__Task statement__: Search the entries below for the string "PathBuf" and give the number of lines that hold it, nothing else.

__Material provided__:
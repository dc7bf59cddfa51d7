use std::net::{IpAddr, Ipv4Addr, SocketAddr};
use std::path::PathBuf;
use std::time::Duration;

use crate::lobby::constants::feed;
use crate::lobby::service::LobbyServiceConfig;
use crate::net::transport::normalize_endpoint;

/// Server configuration
#[derive(Debug, Clone)]
pub struct ServerConfig {
    /// Address to bind the file server to
    pub bind_address: IpAddr,
    /// Port to listen on
    pub port: u16,
    /// Directory the site is served from
    pub root_dir: PathBuf,
    /// External game server providing live lobby statistics (`host:port`)
    pub game_server: Option<String>,
    /// How long to wait for the game server's greeting
    pub connect_timeout: Duration,
    /// Fixed seed for the lobby simulation (random when unset)
    pub lobby_seed: Option<u64>,
}

impl Default for ServerConfig {
    fn default() -> Self {
        Self {
            bind_address: IpAddr::V4(Ipv4Addr::new(0, 0, 0, 0)),
            port: 8000,
            root_dir: PathBuf::from("."),
            game_server: Some("127.0.0.1:3000".to_string()),
            connect_timeout: feed::CONNECT_TIMEOUT,
            lobby_seed: None,
        }
    }
}

impl ServerConfig {
    /// Load config from environment or use defaults
    pub fn load_or_default() -> Self {
        Self::from_lookup(|key| std::env::var(key).ok())
    }

    /// Load config through `lookup` (environment in production)
    pub fn from_lookup(lookup: impl Fn(&str) -> Option<String>) -> Self {
        let mut config = Self::default();

        if let Some(addr) = lookup("BIND_ADDRESS") {
            if let Ok(parsed) = addr.parse() {
                config.bind_address = parsed;
            } else {
                tracing::warn!("Invalid BIND_ADDRESS '{}', using default", addr);
            }
        }

        if let Some(port) = lookup("PORT") {
            if let Ok(parsed) = port.parse::<u16>() {
                if parsed > 0 {
                    config.port = parsed;
                } else {
                    tracing::warn!("PORT must be > 0, using default");
                }
            } else {
                tracing::warn!("Invalid PORT '{}', using default", port);
            }
        }

        if let Some(root) = lookup("ROOT_DIR") {
            if root.trim().is_empty() {
                tracing::warn!("ROOT_DIR is empty, using default");
            } else {
                config.root_dir = PathBuf::from(root);
            }
        }

        if let Some(url) = lookup("GAME_SERVER_URL") {
            let endpoint = normalize_endpoint(&url);
            // An empty value turns the live feed off
            config.game_server = if endpoint.is_empty() { None } else { Some(endpoint) };
        }

        if let Some(timeout) = lookup("CONNECT_TIMEOUT_MS") {
            match timeout.parse::<u64>() {
                Ok(ms) if ms > 0 => config.connect_timeout = Duration::from_millis(ms),
                _ => tracing::warn!("Invalid CONNECT_TIMEOUT_MS '{}', using default", timeout),
            }
        }

        if let Some(seed) = lookup("LOBBY_SEED") {
            if let Ok(parsed) = seed.parse::<u64>() {
                config.lobby_seed = Some(parsed);
            } else {
                tracing::warn!("Invalid LOBBY_SEED '{}', ignoring", seed);
            }
        }

        config
    }

    /// Validate configuration after loading
    pub fn validate(&self) -> Result<(), String> {
        if self.port == 0 {
            return Err("Port cannot be 0".to_string());
        }
        if self.root_dir.as_os_str().is_empty() {
            return Err("root_dir cannot be empty".to_string());
        }
        if self.connect_timeout.is_zero() {
            return Err("connect_timeout must be positive".to_string());
        }
        Ok(())
    }

    pub fn socket_addr(&self) -> SocketAddr {
        SocketAddr::new(self.bind_address, self.port)
    }

    /// Settings for the lobby service task
    pub fn lobby_config(&self) -> LobbyServiceConfig {
        LobbyServiceConfig {
            endpoint: self.game_server.clone(),
            connect_timeout: self.connect_timeout,
            ..LobbyServiceConfig::default()
        }
    }
}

__Exercise response__: 4